So with that said here we are:
- Inflation will not calm down. Bullseye.
- The Democrats are going to get obliterated in the midterms. Clean miss; I didn't even hear the whizz of that one going by. No, the narrow margin in the House isn't worth even a fraction of a point.
- The Fed will be force into draining liquidity. Bullseye. They didn't like it, they tried to avoid it, but they're doing it.
- The USSC will split the abortion decision. Miss. They instead overturned Roe, which was not what I expected. I expected a decision confirming the first trimester Roe holding and underlining it.
- The equity market is extremely vulnerable. Bullseye. How's your 200.5k doing? It didn't move the election, however.
- There is no short-term supply chain relief coming. I'll take a 50% credit on that one although there is a cogent argument both ways.

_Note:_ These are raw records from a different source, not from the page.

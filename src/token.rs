//! SQL tokenizer for the parameter rewriter.
//!
//! Splits statement text into literal runs, host variables, and top-level
//! statement separators. Quoted strings, comments, and dollar-quoted blocks
//! are scanned with a lightweight state machine so markers inside them stay
//! part of the surrounding literal run.

/// One piece of a scanned SQL statement.
#[derive(Debug, Clone, Copy, PartialEq, Eq)]
pub(crate) enum Token<'a> {
    /// Ordinary SQL text, passed through untouched.
    Literal(&'a str),
    /// A host variable such as `:name`, `$name`, or `@name`, marker included.
    Variable(&'a str),
    /// A top-level `;`.
    Separator,
}

#[derive(Clone)]
enum State {
    Normal,
    SingleQuoted,
    DoubleQuoted,
    LineComment,
    BlockComment(u32),
    DollarQuoted(String),
}

fn is_line_comment_start(bytes: &[u8], idx: usize) -> bool {
    bytes.get(idx) == Some(&b'-') && bytes.get(idx + 1) == Some(&b'-')
}

fn is_block_comment_start(bytes: &[u8], idx: usize) -> bool {
    bytes.get(idx) == Some(&b'/') && bytes.get(idx + 1) == Some(&b'*')
}

fn is_block_comment_end(bytes: &[u8], idx: usize) -> bool {
    bytes.get(idx) == Some(&b'*') && bytes.get(idx + 1) == Some(&b'/')
}

fn try_start_dollar_quote(bytes: &[u8], start: usize) -> Option<(String, usize)> {
    let mut idx = start + 1;
    while idx < bytes.len() && bytes[idx] != b'$' {
        let b = bytes[idx];
        if !(b.is_ascii_alphanumeric() || b == b'_') {
            return None;
        }
        idx += 1;
    }

    if idx < bytes.len() && bytes[idx] == b'$' {
        let tag = String::from_utf8(bytes[start + 1..idx].to_vec()).ok()?;
        Some((tag, idx))
    } else {
        None
    }
}

fn matches_tag(bytes: &[u8], idx: usize, tag: &str) -> bool {
    let end = idx + 1 + tag.len();
    end < bytes.len()
        && bytes[idx + 1..=end].starts_with(tag.as_bytes())
        && bytes.get(end) == Some(&b'$')
}

/// Scan a variable name after its marker. Names are alphanumeric runs, so a
/// bare marker with nothing scannable after it stays literal text.
fn scan_variable(bytes: &[u8], start: usize) -> Option<usize> {
    let mut idx = start;
    while idx < bytes.len() && (bytes[idx].is_ascii_alphanumeric() || bytes[idx] == b'_') {
        idx += 1;
    }
    if idx == start { None } else { Some(idx) }
}

fn flush<'a>(tokens: &mut Vec<Token<'a>>, sql: &'a str, start: usize, end: usize) {
    if start < end {
        tokens.push(Token::Literal(&sql[start..end]));
    }
}

/// Split `sql` into tokens. The concatenation of all token text (with
/// `Separator` as `;`) reproduces the input exactly.
pub(crate) fn tokenize(sql: &str) -> Vec<Token<'_>> {
    let bytes = sql.as_bytes();
    let mut tokens = Vec::new();
    let mut state = State::Normal;
    let mut run_start = 0;
    let mut idx = 0;

    while idx < bytes.len() {
        let b = bytes[idx];
        match state {
            State::Normal => match b {
                b'\'' => state = State::SingleQuoted,
                b'"' => state = State::DoubleQuoted,
                _ if is_line_comment_start(bytes, idx) => state = State::LineComment,
                _ if is_block_comment_start(bytes, idx) => state = State::BlockComment(1),
                b'$' => {
                    if let Some((tag, advance)) = try_start_dollar_quote(bytes, idx) {
                        state = State::DollarQuoted(tag);
                        idx = advance;
                    } else if let Some(end) = scan_variable(bytes, idx + 1) {
                        flush(&mut tokens, sql, run_start, idx);
                        tokens.push(Token::Variable(&sql[idx..end]));
                        run_start = end;
                        idx = end - 1;
                    }
                }
                b':' => {
                    if bytes.get(idx + 1) == Some(&b':') {
                        idx += 1; // a cast, not a variable
                    } else if let Some(end) = scan_variable(bytes, idx + 1) {
                        flush(&mut tokens, sql, run_start, idx);
                        tokens.push(Token::Variable(&sql[idx..end]));
                        run_start = end;
                        idx = end - 1;
                    }
                }
                b'@' => {
                    if let Some(end) = scan_variable(bytes, idx + 1) {
                        flush(&mut tokens, sql, run_start, idx);
                        tokens.push(Token::Variable(&sql[idx..end]));
                        run_start = end;
                        idx = end - 1;
                    }
                }
                b';' => {
                    flush(&mut tokens, sql, run_start, idx);
                    tokens.push(Token::Separator);
                    run_start = idx + 1;
                }
                _ => {}
            },
            State::SingleQuoted => {
                if b == b'\'' {
                    if bytes.get(idx + 1) == Some(&b'\'') {
                        idx += 1; // skip escaped quote
                    } else {
                        state = State::Normal;
                    }
                }
            }
            State::DoubleQuoted => {
                if b == b'"' {
                    if bytes.get(idx + 1) == Some(&b'"') {
                        idx += 1; // skip escaped quote
                    } else {
                        state = State::Normal;
                    }
                }
            }
            State::LineComment => {
                if b == b'\n' {
                    state = State::Normal;
                }
            }
            State::BlockComment(depth) => {
                if is_block_comment_start(bytes, idx) {
                    state = State::BlockComment(depth + 1);
                } else if is_block_comment_end(bytes, idx) {
                    if depth == 1 {
                        state = State::Normal;
                    } else {
                        state = State::BlockComment(depth - 1);
                    }
                }
            }
            State::DollarQuoted(ref tag) => {
                if b == b'$' && matches_tag(bytes, idx, tag) {
                    let tag_len = tag.len();
                    state = State::Normal;
                    idx += tag_len;
                }
            }
        }

        idx += 1;
    }

    flush(&mut tokens, sql, run_start, bytes.len());
    tokens
}

#[cfg(test)]
mod tests {
    use super::*;

    #[test]
    fn splits_named_variables() {
        let tokens = tokenize("SELECT :a, $b FROM t");
        assert_eq!(
            tokens,
            vec![
                Token::Literal("SELECT "),
                Token::Variable(":a"),
                Token::Literal(", "),
                Token::Variable("$b"),
                Token::Literal(" FROM t"),
            ]
        );
    }

    #[test]
    fn keeps_casts_in_literal_runs() {
        let tokens = tokenize("SELECT a::int8 FROM t");
        assert_eq!(tokens, vec![Token::Literal("SELECT a::int8 FROM t")]);
    }

    #[test]
    fn cast_after_variable() {
        let tokens = tokenize("SELECT :a::int8");
        assert_eq!(
            tokens,
            vec![
                Token::Literal("SELECT "),
                Token::Variable(":a"),
                Token::Literal("::int8"),
            ]
        );
    }

    #[test]
    fn skips_quoted_and_commented_text() {
        let tokens = tokenize("SELECT ':a' -- :b\n, \":c\" FROM t WHERE x = :d");
        assert!(
            tokens
                .iter()
                .all(|t| !matches!(t, Token::Variable(v) if *v != ":d"))
        );
        assert!(tokens.contains(&Token::Variable(":d")));
    }

    #[test]
    fn skips_dollar_quoted_blocks() {
        let tokens = tokenize("$fn$ :a $fn$ WHERE x = :b");
        assert_eq!(
            tokens,
            vec![
                Token::Literal("$fn$ :a $fn$ WHERE x = "),
                Token::Variable(":b"),
            ]
        );
    }

    #[test]
    fn escaped_quote_does_not_end_string() {
        let tokens = tokenize("SELECT 'it''s :a', :b");
        assert_eq!(
            tokens,
            vec![
                Token::Literal("SELECT 'it''s :a', "),
                Token::Variable(":b"),
            ]
        );
    }

    #[test]
    fn separators_surface_at_top_level_only() {
        let tokens = tokenize("SELECT 1; SELECT 2");
        assert_eq!(
            tokens,
            vec![
                Token::Literal("SELECT 1"),
                Token::Separator,
                Token::Literal(" SELECT 2"),
            ]
        );

        let quoted = tokenize("SELECT 'a;b'");
        assert_eq!(quoted, vec![Token::Literal("SELECT 'a;b'")]);
    }

    #[test]
    fn numbered_and_at_variables() {
        let tokens = tokenize("SELECT $1, @x");
        assert_eq!(
            tokens,
            vec![
                Token::Literal("SELECT "),
                Token::Variable("$1"),
                Token::Literal(", "),
                Token::Variable("@x"),
            ]
        );
    }
}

Since there is, fine, half-point.
- Business is going to get it in both holes. Bullseye. Between labor productivity which I correctly predicted would be hammered as a result of what firms did with mandates and similar, along with inflation and uncertainty of supply, has hammered businesses in all corners.
- The blue hives are in particularly-serious trouble. Bullseye. This data showed up directly in the midterm elections and continues. Detroit-style crime and breakdown conditions did indeed manifest all over the blue hives this year.
- Significant geopolitical trouble. Nuclear bullseye. If it was legitimate to give myself two points I would, but it isn't. Ukraine anyone?
- Ghislaine. Miss. And not a close call either. Since this is on the "not-censured" side I'll leave it at that.
- Biden is finished. Miss. Surprising, but miss.
- Business uncertainty lifts in the back half. Miss. If anything its gotten worse. More on this below.
- Housing, as a bubble, is done. Ding-ding-ding-ding. Buckle up Buckwheat, this is just getting started. More below.
- The medical complex has a serious problem. Nuclear bullseye. More below and I thought we might not get it this year about Septemberish, but I was vindicated. "Here it comes."
- The credentialism of the so-called top-schools will deteriorate / collapse. Miss. Not yet, at least not visibly. I think it is happening but it doesn't count if its not evident to the common man, so nope.
- Trump is done, along with Trumpets. Half-point. He demonstrably ruined several seats in both the House and Senate, and likely cost the GOP the Senate with who he backed in the primaries, leading to unwinnable races in the general. But, it wasn't the collapse I expected, at least not yet. I do, however, have to take the half-point that DeSantis was the winner of that because whether you like it or not he was.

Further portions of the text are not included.